(Saved data entries)
* * * *

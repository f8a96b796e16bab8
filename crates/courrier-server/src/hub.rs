//! Per-user realtime session registry and best-effort push fanout.
//!
//! The hub provides no durability: a push to a user with zero live sessions
//! is a silent no-op and nothing is buffered for later delivery. The store
//! is the durability mechanism; this layer only mirrors fresh events to
//! whoever happens to be connected.

use std::collections::HashMap;
use std::sync::Arc;

use serde::Serialize;
use tokio::sync::{mpsc, RwLock};
use tracing::{debug, error};
use uuid::Uuid;

pub type SessionId = Uuid;

/// Receiving half of one live session. Frames are serialized event JSON,
/// ready to hand to whatever transport carries the session.
pub struct Session {
    pub id: SessionId,
    pub rx: mpsc::UnboundedReceiver<String>,
}

/// Concurrent registry of live sessions, `user id -> session senders`.
/// A user may hold zero, one, or many concurrent sessions.
#[derive(Clone, Default)]
pub struct SessionRegistry {
    inner: Arc<RwLock<HashMap<String, Vec<(SessionId, mpsc::UnboundedSender<String>)>>>>,
}

impl SessionRegistry {
    pub fn new() -> Self {
        Self::default()
    }

    /// Register a new live session for `user_id`.
    pub async fn connect(&self, user_id: &str) -> Session {
        let (tx, rx) = mpsc::unbounded_channel();
        let id = Uuid::new_v4();

        let mut guard = self.inner.write().await;
        guard.entry(user_id.to_string()).or_default().push((id, tx));

        debug!(user = user_id, session = %id, "session connected");
        Session { id, rx }
    }

    /// Remove one session of `user_id`. Unknown ids are ignored.
    pub async fn disconnect(&self, user_id: &str, session: SessionId) {
        let mut guard = self.inner.write().await;
        if let Some(sessions) = guard.get_mut(user_id) {
            sessions.retain(|(id, _)| *id != session);
            if sessions.is_empty() {
                guard.remove(user_id);
            }
        }
        debug!(user = user_id, session = %session, "session disconnected");
    }

    /// Fan an event out to every live session of `user_id`.
    ///
    /// Zero registered sessions is a silent no-op; dead senders are pruned
    /// on the way through.
    pub async fn push<T: Serialize>(&self, user_id: &str, event: &str, args: &T) {
        let frame = match serde_json::to_string(&serde_json::json!({
            "event": event,
            "args": args,
        })) {
            Ok(frame) => frame,
            Err(e) => {
                error!(event, error = %e, "failed to serialize push frame");
                return;
            }
        };

        let mut guard = self.inner.write().await;
        if let Some(sessions) = guard.get_mut(user_id) {
            sessions.retain(|(_, tx)| tx.send(frame.clone()).is_ok());
            if sessions.is_empty() {
                guard.remove(user_id);
            }
        }
    }

    /// Number of live sessions for `user_id`.
    pub async fn session_count(&self, user_id: &str) -> usize {
        self.inner
            .read()
            .await
            .get(user_id)
            .map(Vec::len)
            .unwrap_or(0)
    }
}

* * * *

◆ **Task instructions**
When the word "silent" occurs in a line above, list that line.

◆ **Response to the exercise**
//! is a silent no-op and nothing is buffered for later delivery. The store
    /// Zero registered sessions is a silent no-op; dead senders are pruned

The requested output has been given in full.